What This Means for the Future of AI Development
Zoom out from the specifics of this AI funding announcement, and a larger story comes into focus. The race to build better AI models is no longer primarily about who has access to the most compute or who can assemble the largest pre-training corpus. The frontier of AI development has shifted toward a question of quality: can you build systems that reason as well as the best human experts in a given domain? Answering that question requires training data that goes far beyond what the public internet can provide, and it requires the kind of deliberate, structured data collection that companies like AfterQuery are pioneering.
The $300 million valuation AfterQuery has achieved in just over a year reflects investor confidence that expert-curated training data is not a transitional requirement of the current AI moment — it is a durable, structural need that will only grow as AI models are deployed in higher-stakes, more specialized environments. Medical AI systems that assist in diagnosis, legal AI tools that support complex litigation, and financial AI platforms that navigate volatile markets all depend on models that can reason like experts. Building those models requires expert data, and building that data at scale requires a platform like AfterQuery.
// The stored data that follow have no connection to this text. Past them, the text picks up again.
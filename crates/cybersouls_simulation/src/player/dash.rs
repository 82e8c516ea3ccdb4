//! Dash: рывок на зарядах + stamina

use bevy::prelude::*;

use super::events::{DashIntent, DashPerformed};
use crate::abilities::{Ability, AbilityKind, Activatable};
use crate::attributes::{Stamina, StaminaChanged, StatusEffects};
use crate::combat::ChargeResource;
use crate::components::{Dead, Grounded, Impulse};
use crate::config::DashTuning;
use crate::error::{AbilityError, AbilityResult};

/// Dash игрока
///
/// Заряды восстанавливаются только на земле. Пока идёт рывок
/// (`active_remaining > 0`), `ability.is_active`.
#[derive(Component, Debug, Clone, Reflect)]
#[reflect(Component)]
pub struct DashAbility {
    pub ability: Ability,
    pub charges: ChargeResource,
    pub stamina_cost: f32,
    pub distance: f32,
    pub duration: f32,
    pub can_dash_in_air: bool,
    pub active_remaining: f32,
}

impl Default for DashAbility {
    fn default() -> Self {
        Self::new(&DashTuning::default())
    }
}

impl DashAbility {
    pub fn new(tuning: &DashTuning) -> Self {
        Self {
            ability: Ability::new(tuning.cooldown),
            charges: ChargeResource::new(tuning.max_charges, Some(tuning.regen_period)),
            stamina_cost: tuning.stamina_cost,
            distance: tuning.distance,
            duration: tuning.duration,
            can_dash_in_air: tuning.can_dash_in_air,
            active_remaining: 0.0,
        }
    }

    pub fn can_dash(&self, owner_alive: bool, grounded: bool, status: &StatusEffects, stamina: &Stamina) -> AbilityResult {
        if !status.can_use_abilities {
            return Err(AbilityError::AbilitiesDisabled);
        }
        if status.is_immobilized || (!grounded && !self.can_dash_in_air) {
            return Err(AbilityError::NotAvailable);
        }
        self.ability.can_activate(owner_alive)?;
        if !self.charges.has_charge() {
            return Err(AbilityError::NoCharges);
        }
        if !stamina.has_enough(self.stamina_cost) {
            return Err(AbilityError::InsufficientStamina {
                required: self.stamina_cost,
                available: stamina.current,
            });
        }
        Ok(())
    }

    /// Тратит заряд + stamina, возвращает импульс рывка в `direction`
    pub fn perform(
        &mut self,
        direction: Vec3,
        owner_alive: bool,
        grounded: bool,
        status: &StatusEffects,
        stamina: &mut Stamina,
    ) -> Result<Impulse, AbilityError> {
        self.can_dash(owner_alive, grounded, status, stamina)?;

        self.charges.consume()?;
        stamina.use_stamina(self.stamina_cost);
        self.ability.activate(owner_alive)?;
        self.active_remaining = self.duration;

        let horizontal = Vec3::new(direction.x, 0.0, direction.z);
        Ok(Impulse::over_distance(horizontal, self.distance, self.duration))
    }
}

impl Activatable for DashAbility {
    fn tick_cooldowns(&mut self, delta: f32) -> Vec<AbilityKind> {
        if self.active_remaining > 0.0 {
            self.active_remaining = (self.active_remaining - delta).max(0.0);
            if self.active_remaining <= 0.0 {
                self.ability.deactivate();
            }
        }

        if self.ability.tick(delta) {
            vec![AbilityKind::Dash]
        } else {
            Vec::new()
        }
    }
}

/// Система: регенерация зарядов dash (только на земле)
pub fn regenerate_dash_charges(mut query: Query<(Entity, &mut DashAbility, &Grounded)>, time: Res<Time<Fixed>>) {
    let delta = time.delta_secs();

    for (entity, mut dash, grounded) in query.iter_mut() {
        if dash.charges.tick_regen(delta, grounded.0) {
            crate::log(&format!(
                "🔋 {:?} dash charge restored ({}/{})",
                entity, dash.charges.current, dash.charges.max
            ));
        }
    }
}

/// Система: обработка DashIntent
pub fn handle_dash_intents(
    mut intents: EventReader<DashIntent>,
    mut dashers: Query<(
        &Transform,
        &mut DashAbility,
        &mut Stamina,
        &mut Impulse,
        &StatusEffects,
        &Grounded,
        Has<Dead>,
    )>,
    mut performed_events: EventWriter<DashPerformed>,
    mut stamina_events: EventWriter<StaminaChanged>,
) {
    for intent in intents.read() {
        let Ok((transform, mut dash, mut stamina, mut impulse, status, grounded, is_dead)) =
            dashers.get_mut(intent.entity)
        else {
            continue;
        };

        let direction = intent
            .direction
            .filter(|direction| Vec3::new(direction.x, 0.0, direction.z).length_squared() > f32::EPSILON)
            .unwrap_or_else(|| transform.forward().as_vec3());

        match dash.perform(direction, !is_dead, grounded.0, status, &mut stamina) {
            Ok(dash_impulse) => {
                *impulse = dash_impulse;
                stamina_events.write(StaminaChanged {
                    entity: intent.entity,
                    current: stamina.current,
                    max: stamina.max,
                });
                performed_events.write(DashPerformed {
                    entity: intent.entity,
                    charges_left: dash.charges.current,
                });
                crate::log(&format!(
                    "💨 {:?} dashed, {} charges left",
                    intent.entity, dash.charges.current
                ));
            }
            Err(error) => {
                crate::log(&format!("⛔ Dash rejected for {:?}: {}", intent.entity, error));
            }
        }
    }
}
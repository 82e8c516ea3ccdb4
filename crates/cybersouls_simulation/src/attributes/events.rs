//! Attribute события (UI boundary + реакции AI/game mode)

use bevy::prelude::*;

/// Что именно наносится цели
#[derive(Debug, Clone, Copy, PartialEq)]
pub enum DamageKind {
    /// Урон по integrity
    Integrity(f32),
    /// Гарантированная смерть (Kill, CascadeVirus): integrity → 0
    Lethal,
    /// Прогресс взлома игрока
    HackProgress(f32),
}

/// Запрос на изменение атрибутов цели
///
/// Единственный путь внешних систем к EnemyAttributes/PlayerAttributes:
/// способности пишут запрос, `apply_damage_requests` применяет через методы компонентов.
#[derive(Event, Debug, Clone)]
pub struct DamageRequest {
    pub target: Entity,
    pub source: Option<Entity>,
    pub kind: DamageKind,
}

/// Событие: урон реально применён (значение изменилось)
#[derive(Event, Debug, Clone)]
pub struct DamageApplied {
    pub target: Entity,
    pub source: Option<Entity>,
    pub kind: DamageKind,
    pub target_died: bool,
}

#[derive(Event, Debug, Clone, PartialEq)]
pub struct IntegrityChanged {
    pub entity: Entity,
    pub previous: f32,
    pub current: f32,
    pub max: f32,
}

#[derive(Event, Debug, Clone, PartialEq)]
pub struct HackProgressChanged {
    pub entity: Entity,
    pub previous: f32,
    pub current: f32,
    pub max: f32,
}

#[derive(Event, Debug, Clone, PartialEq)]
pub struct StaminaChanged {
    pub entity: Entity,
    pub current: f32,
    pub max: f32,
}

/// Событие: актор умер (ровно один раз на актора)
#[derive(Event, Debug, Clone, PartialEq)]
pub struct ActorDied {
    pub entity: Entity,
    pub killer: Option<Entity>,
    /// Игрок умирает от взлома, враги - от потери integrity
    pub was_player: bool,
}
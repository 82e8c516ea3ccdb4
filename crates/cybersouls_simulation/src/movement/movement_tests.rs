use bevy::prelude::*;

use super::*;
use crate::components::Impulse;

#[test]
fn test_step_towards_clamps_to_goal() {
    let start = Vec3::new(0.0, 10.0, 0.0);

    let next = step_towards(start, Vec3::new(100.0, 0.0, 0.0), 30.0);
    assert_eq!(next, Vec3::new(30.0, 10.0, 0.0));

    // Шаг больше дистанции: ровно в цель, высота не меняется
    let next = step_towards(start, Vec3::new(10.0, 0.0, 0.0), 30.0);
    assert_eq!(next, Vec3::new(10.0, 10.0, 0.0));
}

#[test]
fn test_grounded_actor_stays_on_floor() {
    let mut translation = Vec3::ZERO;
    let mut velocity = Vec3::ZERO;
    let mut grounded = true;

    integrate_vertical(&mut translation, &mut velocity, 1.0, &mut grounded, 1.0 / 60.0);

    assert_eq!(translation, Vec3::ZERO);
    assert!(grounded);
}

#[test]
fn test_jump_lands_back_on_floor() {
    let mut translation = Vec3::ZERO;
    let mut velocity = Vec3::new(0.0, 700.0, 0.0);
    let mut grounded = false;

    integrate_vertical(&mut translation, &mut velocity, 1.0, &mut grounded, 1.0 / 60.0);
    assert!(translation.y > 0.0);
    assert!(!grounded);

    for _ in 0..180 {
        integrate_vertical(&mut translation, &mut velocity, 1.0, &mut grounded, 1.0 / 60.0);
    }
    assert_eq!(translation.y, 0.0);
    assert!(grounded);
}

#[test]
fn test_flipped_gravity_lifts_to_ceiling() {
    let mut translation = Vec3::ZERO;
    let mut velocity = Vec3::ZERO;
    let mut grounded = true;

    for _ in 0..300 {
        integrate_vertical(&mut translation, &mut velocity, -1.0, &mut grounded, 1.0 / 60.0);
    }

    assert!(!grounded);
    assert_eq!(translation.y, FLIPPED_CEILING);
}

#[test]
fn test_impulse_covers_exact_distance() {
    let mut impulse = Impulse::over_distance(Vec3::X, 1000.0, 0.2);
    let mut travelled = Vec3::ZERO;

    for _ in 0..20 {
        travelled += impulse.step(1.0 / 60.0);
    }

    assert!(!impulse.is_active());
    assert!((travelled.x - 1000.0).abs() < 1e-2);
}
For the AI funding news landscape more broadly, AfterQuery's Series A is a reminder that some of the most impactful and highest-value AI companies are not the ones building the models themselves — they are the ones building the infrastructure that makes better models possible. As AI funding continues to flow into the sector at historic levels, companies that sit at critical chokepoints in the AI value chain — providing things that are hard to replicate, competitively differentiated, and structurally necessary — are likely to command increasingly significant valuations. AfterQuery, with its verified expert network, its reinforcement learning environments, and its growing enterprise business, is precisely that kind of company. And with $30 million in fresh capital and a $100 million annual revenue run rate already in hand, it is well positioned to define the expert data category for years to come.